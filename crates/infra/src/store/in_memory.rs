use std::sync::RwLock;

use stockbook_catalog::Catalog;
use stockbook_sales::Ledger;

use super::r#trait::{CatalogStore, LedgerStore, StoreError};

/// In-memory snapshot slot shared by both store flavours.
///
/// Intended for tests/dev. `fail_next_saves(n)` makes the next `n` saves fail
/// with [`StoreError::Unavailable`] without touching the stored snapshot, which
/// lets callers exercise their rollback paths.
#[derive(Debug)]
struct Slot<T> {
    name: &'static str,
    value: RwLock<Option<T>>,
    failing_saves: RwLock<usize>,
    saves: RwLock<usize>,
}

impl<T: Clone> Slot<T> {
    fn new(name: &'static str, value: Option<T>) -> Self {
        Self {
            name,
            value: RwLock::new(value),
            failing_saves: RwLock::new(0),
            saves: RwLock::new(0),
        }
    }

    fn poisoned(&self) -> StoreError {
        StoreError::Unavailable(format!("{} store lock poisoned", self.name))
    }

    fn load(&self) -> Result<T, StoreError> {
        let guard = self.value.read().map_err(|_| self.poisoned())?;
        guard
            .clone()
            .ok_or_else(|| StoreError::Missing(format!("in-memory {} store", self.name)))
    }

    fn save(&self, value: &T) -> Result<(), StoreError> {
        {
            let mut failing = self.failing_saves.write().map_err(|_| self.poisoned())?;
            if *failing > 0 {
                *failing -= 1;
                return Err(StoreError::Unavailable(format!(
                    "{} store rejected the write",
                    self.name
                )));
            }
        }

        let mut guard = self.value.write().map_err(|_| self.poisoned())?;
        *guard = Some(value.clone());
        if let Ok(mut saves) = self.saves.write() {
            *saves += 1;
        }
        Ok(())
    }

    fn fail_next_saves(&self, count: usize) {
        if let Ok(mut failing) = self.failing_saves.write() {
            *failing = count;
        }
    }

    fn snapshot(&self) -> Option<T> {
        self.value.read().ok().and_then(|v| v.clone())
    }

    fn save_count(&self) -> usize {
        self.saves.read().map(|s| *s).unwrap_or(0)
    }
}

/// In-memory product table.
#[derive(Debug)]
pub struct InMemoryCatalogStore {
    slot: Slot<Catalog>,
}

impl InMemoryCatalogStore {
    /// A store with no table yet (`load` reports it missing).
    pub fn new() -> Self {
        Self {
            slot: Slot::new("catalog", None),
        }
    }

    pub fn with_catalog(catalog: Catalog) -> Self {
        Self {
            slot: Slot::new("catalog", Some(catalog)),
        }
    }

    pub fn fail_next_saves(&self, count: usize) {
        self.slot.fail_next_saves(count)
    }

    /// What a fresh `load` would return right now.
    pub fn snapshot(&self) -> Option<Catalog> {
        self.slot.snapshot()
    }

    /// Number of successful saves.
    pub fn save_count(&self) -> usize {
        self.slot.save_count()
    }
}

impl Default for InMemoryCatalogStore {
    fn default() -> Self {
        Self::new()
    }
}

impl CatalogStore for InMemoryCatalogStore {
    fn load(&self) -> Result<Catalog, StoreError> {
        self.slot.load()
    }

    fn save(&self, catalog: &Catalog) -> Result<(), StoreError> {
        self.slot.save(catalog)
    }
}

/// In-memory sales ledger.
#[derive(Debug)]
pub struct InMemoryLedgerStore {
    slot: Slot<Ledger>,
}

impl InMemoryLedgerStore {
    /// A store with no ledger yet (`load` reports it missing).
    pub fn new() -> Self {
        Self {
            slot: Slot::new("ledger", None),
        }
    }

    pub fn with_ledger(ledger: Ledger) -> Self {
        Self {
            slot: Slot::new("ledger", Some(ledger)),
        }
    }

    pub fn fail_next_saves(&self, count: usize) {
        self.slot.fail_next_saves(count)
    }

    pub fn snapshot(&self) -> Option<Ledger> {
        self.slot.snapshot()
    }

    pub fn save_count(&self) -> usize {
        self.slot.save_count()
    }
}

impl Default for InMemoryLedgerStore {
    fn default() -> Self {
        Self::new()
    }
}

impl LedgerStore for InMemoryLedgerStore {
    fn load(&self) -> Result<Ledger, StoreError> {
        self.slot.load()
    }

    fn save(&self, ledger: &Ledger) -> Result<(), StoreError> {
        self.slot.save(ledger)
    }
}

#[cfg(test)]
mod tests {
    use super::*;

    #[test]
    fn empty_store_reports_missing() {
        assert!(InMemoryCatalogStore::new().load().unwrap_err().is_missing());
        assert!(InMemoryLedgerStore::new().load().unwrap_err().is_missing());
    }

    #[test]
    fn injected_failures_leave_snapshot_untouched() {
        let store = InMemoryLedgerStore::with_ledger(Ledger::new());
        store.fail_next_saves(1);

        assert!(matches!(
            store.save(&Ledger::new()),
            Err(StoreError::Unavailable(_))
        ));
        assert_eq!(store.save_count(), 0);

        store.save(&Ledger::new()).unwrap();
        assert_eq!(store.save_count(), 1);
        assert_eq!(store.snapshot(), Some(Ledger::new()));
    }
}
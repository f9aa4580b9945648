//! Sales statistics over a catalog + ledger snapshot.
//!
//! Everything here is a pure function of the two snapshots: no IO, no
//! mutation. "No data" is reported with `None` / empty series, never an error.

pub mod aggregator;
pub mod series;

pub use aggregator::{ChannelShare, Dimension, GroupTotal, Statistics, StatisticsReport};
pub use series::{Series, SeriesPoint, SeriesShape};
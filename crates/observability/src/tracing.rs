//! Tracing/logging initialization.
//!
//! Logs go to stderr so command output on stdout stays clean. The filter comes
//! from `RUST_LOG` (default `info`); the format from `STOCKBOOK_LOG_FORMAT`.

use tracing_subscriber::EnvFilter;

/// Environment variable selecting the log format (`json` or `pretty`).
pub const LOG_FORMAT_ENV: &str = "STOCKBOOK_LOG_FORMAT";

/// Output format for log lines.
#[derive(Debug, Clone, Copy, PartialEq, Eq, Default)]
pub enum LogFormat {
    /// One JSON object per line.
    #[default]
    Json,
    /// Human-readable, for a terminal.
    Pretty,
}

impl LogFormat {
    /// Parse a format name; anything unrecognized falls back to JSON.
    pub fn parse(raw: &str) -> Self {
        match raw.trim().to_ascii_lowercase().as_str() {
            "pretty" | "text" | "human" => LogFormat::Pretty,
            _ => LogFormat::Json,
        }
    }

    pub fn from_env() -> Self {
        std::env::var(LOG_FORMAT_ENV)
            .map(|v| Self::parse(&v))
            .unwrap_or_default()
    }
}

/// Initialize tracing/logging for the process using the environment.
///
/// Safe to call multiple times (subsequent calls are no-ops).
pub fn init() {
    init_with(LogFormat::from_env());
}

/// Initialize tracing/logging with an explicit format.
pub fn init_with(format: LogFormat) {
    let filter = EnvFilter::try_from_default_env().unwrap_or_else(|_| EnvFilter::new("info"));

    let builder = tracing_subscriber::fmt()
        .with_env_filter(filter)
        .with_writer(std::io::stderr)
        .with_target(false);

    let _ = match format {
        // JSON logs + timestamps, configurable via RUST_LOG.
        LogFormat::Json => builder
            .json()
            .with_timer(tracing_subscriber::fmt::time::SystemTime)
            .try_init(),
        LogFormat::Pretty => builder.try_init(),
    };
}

○ ○ ○ ○ ○ ○ ○

** BRIEF **
Extract the data exactly as given.

** ANSWER **
filename crates/infra/src/store/in_memory.rs
use std::sync::RwLock;

use stockbook_catalog::Catalog;
use stockbook_sales::Ledger;

use super::r#trait::{CatalogStore, LedgerStore, StoreError};

/// In-memory snapshot slot shared by both store flavours.
///
/// Intended for tests/dev. `fail_next_saves(n)` makes the next `n` saves fail
/// with [`StoreError::Unavailable`] without touching the stored snapshot, which
/// lets callers exercise their rollback paths.
#[derive(Debug)]
struct Slot<T> {
    name: &'static str,
    value: RwLock<Option<T>>,
    failing_saves: RwLock<usize>,
    saves: RwLock<usize>,
}

impl<T: Clone> Slot<T> {
    fn new(name: &'static str, value: Option<T>) -> Self {
        Self {
            name,
            value: RwLock::new(value),
            failing_saves: RwLock::new(0),
            saves: RwLock::new(0),
        }
    }

    fn poisoned(&self) -> StoreError {
        StoreError::Unavailable(format!("{} store lock poisoned", self.name))
    }

    fn load(&self) -> Result<T, StoreError> {
        let guard = self.value.read().map_err(|_| self.poisoned())?;
        guard
            .clone()
            .ok_or_else(|| StoreError::Missing(format!("in-memory {} store", self.name)))
    }

    fn save(&self, value: &T) -> Result<(), StoreError> {
        {
            let mut failing = self.failing_saves.write().map_err(|_| self.poisoned())?;
            if *failing > 0 {
                *failing -= 1;
                return Err(StoreError::Unavailable(format!(
                    "{} store rejected the write",
                    self.name
                )));
            }
        }

        let mut guard = self.value.write().map_err(|_| self.poisoned())?;
        *guard = Some(value.clone());
        if let Ok(mut saves) = self.saves.write() {
            *saves += 1;
        }
        Ok(())
    }

    fn fail_next_saves(&self, count: usize) {
        if let Ok(mut failing) = self.failing_saves.write() {
            *failing = count;
        }
    }

    fn snapshot(&self) -> Option<T> {
        self.value.read().ok().and_then(|v| v.clone())
    }

    fn save_count(&self) -> usize {
        self.saves.read().map(|s| *s).unwrap_or(0)
    }
}

/// In-memory product table.
#[derive(Debug)]
pub struct InMemoryCatalogStore {
    slot: Slot<Catalog>,
}

impl InMemoryCatalogStore {
    /// A store with no table yet (`load` reports it missing).
    pub fn new() -> Self {
        Self {
            slot: Slot::new("catalog", None),
        }
    }

    pub fn with_catalog(catalog: Catalog) -> Self {
        Self {
            slot: Slot::new("catalog", Some(catalog)),
        }
    }

    pub fn fail_next_saves(&self, count: usize) {
        self.slot.fail_next_saves(count)
    }

    /// What a fresh `load` would return right now.
    pub fn snapshot(&self) -> Option<Catalog> {
        self.slot.snapshot()
    }

    /// Number of successful saves.
    pub fn save_count(&self) -> usize {
        self.slot.save_count()
    }
}

impl Default for InMemoryCatalogStore {
    fn default() -> Self {
        Self::new()
    }
}

impl CatalogStore for InMemoryCatalogStore {
    fn load(&self) -> Result<Catalog, StoreError> {
        self.slot.load()
    }

    fn save(&self, catalog: &Catalog) -> Result<(), StoreError> {
        self.slot.save(catalog)
    }
}

/// In-memory sales ledger.
#[derive(Debug)]
pub struct InMemoryLedgerStore {
    slot: Slot<Ledger>,
}

impl InMemoryLedgerStore {
    /// A store with no ledger yet (`load` reports it missing).
    pub fn new() -> Self {
        Self {
            slot: Slot::new("ledger", None),
        }
    }

    pub fn with_ledger(ledger: Ledger) -> Self {
        Self {
            slot: Slot::new("ledger", Some(ledger)),
        }
    }

    pub fn fail_next_saves(&self, count: usize) {
        self.slot.fail_next_saves(count)
    }

    pub fn snapshot(&self) -> Option<Ledger> {
        self.slot.snapshot()
    }

    pub fn save_count(&self) -> usize {
        self.slot.save_count()
    }
}

impl Default for InMemoryLedgerStore {
    fn default() -> Self {
        Self::new()
    }
}

impl LedgerStore for InMemoryLedgerStore {
    fn load(&self) -> Result<Ledger, StoreError> {
        self.slot.load()
    }

    fn save(&self, ledger: &Ledger) -> Result<(), StoreError> {
        self.slot.save(ledger)
    }
}

#[cfg(test)]
mod tests {
    use super::*;

    #[test]
    fn empty_store_reports_missing() {
        assert!(InMemoryCatalogStore::new().load().unwrap_err().is_missing());
        assert!(InMemoryLedgerStore::new().load().unwrap_err().is_missing());
    }

    #[test]
    fn injected_failures_leave_snapshot_untouched() {
        let store = InMemoryLedgerStore::with_ledger(Ledger::new());
        store.fail_next_saves(1);

        assert!(matches!(
            store.save(&Ledger::new()),
            Err(StoreError::Unavailable(_))
        ));
        assert_eq!(store.save_count(), 0);

        store.save(&Ledger::new()).unwrap();
        assert_eq!(store.save_count(), 1);
        assert_eq!(store.snapshot(), Some(Ledger::new()));
    }
}
repository f9aa4580b9945648
//! Sales statistics over a catalog + ledger snapshot.
//!
//! Everything here is a pure function of the two snapshots: no IO, no
//! mutation. "No data" is reported with `None` / empty series, never an error.

pub mod aggregator;
pub mod series;

pub use aggregator::{ChannelShare, Dimension, GroupTotal, Statistics, StatisticsReport};
pub use series::{Series, SeriesPoint, SeriesShape};
filename crates/observability/src/tracing.rs
//! Tracing/logging initialization.
//!
//! Logs go to stderr so command output on stdout stays clean. The filter comes
//! from `RUST_LOG` (default `info`); the format from `STOCKBOOK_LOG_FORMAT`.

use tracing_subscriber::EnvFilter;

/// Environment variable selecting the log format (`json` or `pretty`).
pub const LOG_FORMAT_ENV: &str = "STOCKBOOK_LOG_FORMAT";

/// Output format for log lines.
#[derive(Debug, Clone, Copy, PartialEq, Eq, Default)]
pub enum LogFormat {
    /// One JSON object per line.
    #[default]
    Json,
    /// Human-readable, for a terminal.
    Pretty,
}

impl LogFormat {
    /// Parse a format name; anything unrecognized falls back to JSON.
    pub fn parse(raw: &str) -> Self {
        match raw.trim().to_ascii_lowercase().as_str() {
            "pretty" | "text" | "human" => LogFormat::Pretty,
            _ => LogFormat::Json,
        }
    }

    pub fn from_env() -> Self {
        std::env::var(LOG_FORMAT_ENV)
            .map(|v| Self::parse(&v))
            .unwrap_or_default()
    }
}

/// Initialize tracing/logging for the process using the environment.
///
/// Safe to call multiple times (subsequent calls are no-ops).
pub fn init() {
    init_with(LogFormat::from_env());
}

/// Initialize tracing/logging with an explicit format.
pub fn init_with(format: LogFormat) {
    let filter = EnvFilter::try_from_default_env().unwrap_or_else(|_| EnvFilter::new("info"));

    let builder = tracing_subscriber::fmt()
        .with_env_filter(filter)
        .with_writer(std::io::stderr)
        .with_target(false);

    let _ = match format {
        // JSON logs + timestamps, configurable via RUST_LOG.
        LogFormat::Json => builder
            .json()
            .with_timer(tracing_subscriber::fmt::time::SystemTime)
            .try_init(),
        LogFormat::Pretty => builder.try_init(),
    };
}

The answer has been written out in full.